As independent Sen. Bernie Sanders of Vermont announces his bid for the Democratic presidential nomination, we speak to former presidential candidate Ralph Nader.

As independent Sen. Bernie Sanders of Vermont announces his bid for the Democratic presidential nomination, we speak to former presidential candidate Ralph Nader. “We don’t want a coronation of Hillary Clinton,” Nader says of Sanders’ run. We also talk about his new book, Return to Sender: Unanswered Letters to the President, 2001-2015. The book is dedicated in part to the workers of the U.S. Postal Service.

TRANSCRIPT:

JUAN GONZÁLEZ: In Washington, independent Senator Bernie Sanders of Vermont announced his bid for the Democratic presidential nomination on Thursday. Launching his campaign, Sanders said the nation’s immoral economic system favoring the wealthy cannot continue.

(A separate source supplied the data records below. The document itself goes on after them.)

//! ART node layouts.
//!
//! A node takes the smallest layout that fits its fanout:
//!
//! - Node4: up to 4 children, sorted key bytes
//! - Node16: 5-16 children, sorted key bytes
//! - Node48: 17-48 children behind a 256-entry byte index
//! - Node256: 49-256 children indexed directly by byte
//!
//! Keys are fixed width, so no key is a prefix of another and every record
//! lives in a leaf.

use std::mem;

use smallvec::SmallVec;

use crate::dataset::Record;

/// Compressed path segment stored on inner nodes.
pub type Prefix = SmallVec<[u8; 8]>;

/// Unused entry in a Node48 byte index.
const EMPTY: u8 = u8::MAX;

/// Fanout at or below which a node drops to the next smaller layout.
const SHRINK_16: usize = 3;
const SHRINK_48: usize = 12;
const SHRINK_256: usize = 37;

#[derive(Debug, Clone, Copy, PartialEq, Eq)]
pub enum NodeType {
    Leaf,
    Node4,
    Node16,
    Node48,
    Node256,
}

#[derive(Clone)]
pub enum Node {
    Leaf(Record),

    Node4 {
        prefix: Prefix,
        /// Sorted; the first `children.len()` entries are live.
        keys: [u8; 4],
        children: Vec<Box<Node>>,
    },

    Node16 {
        prefix: Prefix,
        keys: [u8; 16],
        children: Vec<Box<Node>>,
    },

    Node48 {
        prefix: Prefix,
        len: u8,
        /// Byte to slot in `children`, or [`EMPTY`].
        child_index: Box<[u8; 256]>,
        children: Vec<Option<Box<Node>>>,
    },

    Node256 {
        prefix: Prefix,
        len: u16,
        children: Box<[Option<Box<Node>>; 256]>,
    },
}

fn insert_sorted(keys: &mut [u8], children: &mut Vec<Box<Node>>, byte: u8, child: Box<Node>) {
    let n = children.len();
    let pos = keys[..n].iter().position(|&k| k > byte).unwrap_or(n);
    keys.copy_within(pos..n, pos + 1);
    keys[pos] = byte;
    children.insert(pos, child);
}

fn remove_sorted(keys: &mut [u8], children: &mut Vec<Box<Node>>, byte: u8) -> Option<Box<Node>> {
    let n = children.len();
    let pos = keys[..n].iter().position(|&k| k == byte)?;
    keys.copy_within(pos + 1..n, pos);
    Some(children.remove(pos))
}

impl Node {
    pub fn new_node4(prefix: &[u8]) -> Self {
        Node::Node4 {
            prefix: Prefix::from_slice(prefix),
            keys: [0; 4],
            children: Vec::with_capacity(4),
        }
    }

    pub fn node_type(&self) -> NodeType {
        match self {
            Node::Leaf(_) => NodeType::Leaf,
            Node::Node4 { .. } => NodeType::Node4,
            Node::Node16 { .. } => NodeType::Node16,
            Node::Node48 { .. } => NodeType::Node48,
            Node::Node256 { .. } => NodeType::Node256,
        }
    }

    pub fn num_children(&self) -> usize {
        match self {
            Node::Leaf(_) => 0,
            Node::Node4 { children, .. } | Node::Node16 { children, .. } => children.len(),
            Node::Node48 { len, .. } => *len as usize,
            Node::Node256 { len, .. } => *len as usize,
        }
    }

    pub fn prefix(&self) -> &[u8] {
        match self {
            Node::Leaf(_) => &[],
            Node::Node4 { prefix, .. }
            | Node::Node16 { prefix, .. }
            | Node::Node48 { prefix, .. }
            | Node::Node256 { prefix, .. } => prefix,
        }
    }

    pub fn set_prefix(&mut self, new_prefix: Prefix) {
        match self {
            Node::Leaf(_) => {}
            Node::Node4 { prefix, .. }
            | Node::Node16 { prefix, .. }
            | Node::Node48 { prefix, .. }
            | Node::Node256 { prefix, .. } => *prefix = new_prefix,
        }
    }

    pub fn find_child(&self, byte: u8) -> Option<&Node> {
        match self {
            Node::Leaf(_) => None,
            Node::Node4 { keys, children, .. } => {
                let i = keys[..children.len()].iter().position(|&k| k == byte)?;
                Some(&children[i])
            }
            Node::Node16 { keys, children, .. } => {
                let i = keys[..children.len()].iter().position(|&k| k == byte)?;
                Some(&children[i])
            }
            Node::Node48 {
                child_index,
                children,
                ..
            } => match child_index[byte as usize] {
                EMPTY => None,
                slot => children.get(slot as usize)?.as_deref(),
            },
            Node::Node256 { children, .. } => children[byte as usize].as_deref(),
        }
    }

    pub fn find_child_mut(&mut self, byte: u8) -> Option<&mut Box<Node>> {
        match self {
            Node::Leaf(_) => None,
            Node::Node4 { keys, children, .. } => {
                let i = keys[..children.len()].iter().position(|&k| k == byte)?;
                Some(&mut children[i])
            }
            Node::Node16 { keys, children, .. } => {
                let i = keys[..children.len()].iter().position(|&k| k == byte)?;
                Some(&mut children[i])
            }
            Node::Node48 {
                child_index,
                children,
                ..
            } => match child_index[byte as usize] {
                EMPTY => None,
                slot => children.get_mut(slot as usize)?.as_mut(),
            },
            Node::Node256 { children, .. } => children[byte as usize].as_mut(),
        }
    }

    /// Add a child under a byte not yet present, growing the node if full.
    pub fn add_child(&mut self, byte: u8, child: Box<Node>) {
        debug_assert!(self.find_child(byte).is_none(), "duplicate child byte {byte}");
        match self {
            Node::Leaf(_) => unreachable!("leaves have no children"),

            Node::Node4 { keys, children, .. } if children.len() < 4 => {
                insert_sorted(keys, children, byte, child)
            }

            Node::Node16 { keys, children, .. } if children.len() < 16 => {
                insert_sorted(keys, children, byte, child)
            }

            Node::Node48 {
                len,
                child_index,
                children,
                ..
            } if (*len as usize) < 48 => {
                let slot = match children.iter().position(Option::is_none) {
                    Some(free) => {
                        children[free] = Some(child);
                        free
                    }
                    None => {
                        children.push(Some(child));
                        children.len() - 1
                    }
                };
                child_index[byte as usize] = slot as u8;
                *len += 1;
            }

            Node::Node256 { len, children, .. } => {
                if children[byte as usize].replace(child).is_none() {
                    *len += 1;
                }
            }

            _ => {
                self.grow();
                self.add_child(byte, child);
            }
        }
    }

    /// Remove the child under `byte`, shrinking the node when it gets sparse.
    pub fn remove_child(&mut self, byte: u8) -> Option<Box<Node>> {
        let removed = match self {
            Node::Leaf(_) => None,
            Node::Node4 { keys, children, .. } => remove_sorted(keys, children, byte),
            Node::Node16 { keys, children, .. } => remove_sorted(keys, children, byte),
            Node::Node48 {
                len,
                child_index,
                children,
                ..
            } => match mem::replace(&mut child_index[byte as usize], EMPTY) {
                EMPTY => None,
                slot => {
                    *len -= 1;
                    children.get_mut(slot as usize).and_then(Option::take)
                }
            },
            Node::Node256 { len, children, .. } => {
                let child = children[byte as usize].take();
                if child.is_some() {
                    *len -= 1;
                }
                child
            }
        };
        if removed.is_some() {
            self.shrink();
        }
        removed
    }

    /// Detach the sole child of a node with fanout one.
    pub fn take_only_child(&mut self) -> Option<(u8, Box<Node>)> {
        if self.num_children() != 1 {
            return None;
        }
        let (byte, _) = self.child_at_or_after(0)?;
        let child = self.remove_child(byte)?;
        Some((byte, child))
    }

    /// Lowest child whose byte is >= `from`.
    pub fn child_at_or_after(&self, from: u8) -> Option<(u8, &Node)> {
        match self {
            Node::Leaf(_) => None,
            Node::Node4 { keys, children, .. } => {
                let i = keys[..children.len()].iter().position(|&k| k >= from)?;
                Some((keys[i], &children[i]))
            }
            Node::Node16 { keys, children, .. } => {
                let i = keys[..children.len()].iter().position(|&k| k >= from)?;
                Some((keys[i], &children[i]))
            }
            Node::Node48 {
                child_index,
                children,
                ..
            } => (from..=u8::MAX).find_map(|b| match child_index[b as usize] {
                EMPTY => None,
                slot => children.get(slot as usize)?.as_deref().map(|c| (b, c)),
            }),
            Node::Node256 { children, .. } => {
                (from..=u8::MAX).find_map(|b| children[b as usize].as_deref().map(|c| (b, c)))
            }
        }
    }

    /// Highest child whose byte is <= `from`.
    pub fn child_at_or_before(&self, from: u8) -> Option<(u8, &Node)> {
        match self {
            Node::Leaf(_) => None,
            Node::Node4 { keys, children, .. } => {
                let i = keys[..children.len()].iter().rposition(|&k| k <= from)?;
                Some((keys[i], &children[i]))
            }
            Node::Node16 { keys, children, .. } => {
                let i = keys[..children.len()].iter().rposition(|&k| k <= from)?;
                Some((keys[i], &children[i]))
            }
            Node::Node48 {
                child_index,
                children,
                ..
            } => (0..=from).rev().find_map(|b| match child_index[b as usize] {
                EMPTY => None,
                slot => children.get(slot as usize)?.as_deref().map(|c| (b, c)),
            }),
            Node::Node256 { children, .. } => (0..=from)
                .rev()
                .find_map(|b| children[b as usize].as_deref().map(|c| (b, c))),
        }
    }

    fn grow(&mut self) {
        let grown = match self {
            Node::Node4 {
                prefix,
                keys,
                children,
            } => {
                let mut wide = [0u8; 16];
                wide[..4].copy_from_slice(&keys[..]);
                Node::Node16 {
                    prefix: mem::take(prefix),
                    keys: wide,
                    children: mem::take(children),
                }
            }

            Node::Node16 {
                prefix,
                keys,
                children,
            } => {
                let mut child_index = Box::new([EMPTY; 256]);
                let mut slots = Vec::with_capacity(48);
                for (i, child) in mem::take(children).into_iter().enumerate() {
                    child_index[keys[i] as usize] = i as u8;
                    slots.push(Some(child));
                }
                Node::Node48 {
                    prefix: mem::take(prefix),
                    len: slots.len() as u8,
                    child_index,
                    children: slots,
                }
            }

            Node::Node48 {
                prefix,
                len,
                child_index,
                children,
            } => {
                let mut direct: Box<[Option<Box<Node>>; 256]> =
                    Box::new(std::array::from_fn(|_| None));
                for (byte, &slot) in child_index.iter().enumerate() {
                    if slot != EMPTY {
                        direct[byte] = children.get_mut(slot as usize).and_then(Option::take);
                    }
                }
                Node::Node256 {
                    prefix: mem::take(prefix),
                    len: *len as u16,
                    children: direct,
                }
            }

            Node::Leaf(_) | Node::Node256 { .. } => return,
        };
        *self = grown;
    }

    fn shrink(&mut self) {
        let shrunk = match self {
            Node::Node16 {
                prefix,
                keys,
                children,
            } if children.len() <= SHRINK_16 => {
                let n = children.len();
                let mut narrow = [0u8; 4];
                narrow[..n].copy_from_slice(&keys[..n]);
                Node::Node4 {
                    prefix: mem::take(prefix),
                    keys: narrow,
                    children: mem::take(children),
                }
            }

            Node::Node48 {
                prefix,
                len,
                child_index,
                children,
            } if (*len as usize) <= SHRINK_48 => {
                let mut keys = [0u8; 16];
                let mut packed = Vec::with_capacity(16);
                for (byte, &slot) in child_index.iter().enumerate() {
                    if slot == EMPTY {
                        continue;
                    }
                    if let Some(child) = children.get_mut(slot as usize).and_then(Option::take) {
                        keys[packed.len()] = byte as u8;
                        packed.push(child);
                    }
                }
                Node::Node16 {
                    prefix: mem::take(prefix),
                    keys,
                    children: packed,
                }
            }

            Node::Node256 {
                prefix,
                len,
                children,
            } if (*len as usize) <= SHRINK_256 => {
                let mut child_index = Box::new([EMPTY; 256]);
                let mut slots = Vec::with_capacity(48);
                for (byte, child) in children.iter_mut().enumerate() {
                    if let Some(child) = child.take() {
                        child_index[byte] = slots.len() as u8;
                        slots.push(Some(child));
                    }
                }
                Node::Node48 {
                    prefix: mem::take(prefix),
                    len: slots.len() as u8,
                    child_index,
                    children: slots,
                }
            }

            _ => return,
        };
        *self = shrunk;
    }
}

impl std::fmt::Debug for Node {
    fn fmt(&self, f: &mut std::fmt::Formatter<'_>) -> std::fmt::Result {
        match self {
            Node::Leaf(record) => f.debug_tuple("Leaf").field(&record.key).finish(),
            _ => f
                .debug_struct("Inner")
                .field("type", &self.node_type())
                .field("prefix", &String::from_utf8_lossy(self.prefix()))
                .field("num_children", &self.num_children())
                .finish(),
        }
    }
}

SEN. BERNIE SANDERS: We now have a political situation where billionaires are literally able to buy elections and candidates. Let’s not kid ourselves. That is the reality right now. So you’ve got the Koch brothers and other billionaire families now prepared to spend hundreds and hundreds of millions of dollars in elections to buy the candidates of their choice, often extreme right-wing candidates. I’m the former chairman of the Senate Veterans Committee, and I can tell you I don’t believe that the men and women who defended American democracy fought to create a situation where billionaires own the political process.

AMY GOODMAN: Senator Sanders’ announcement came one day before May Day, celebrated around the world as International Workers’ holiday. Many events are planned across the country today, many mass protests that will also show solidarity with the Black Lives Matter movement, the immigrants’ rights movement, as well.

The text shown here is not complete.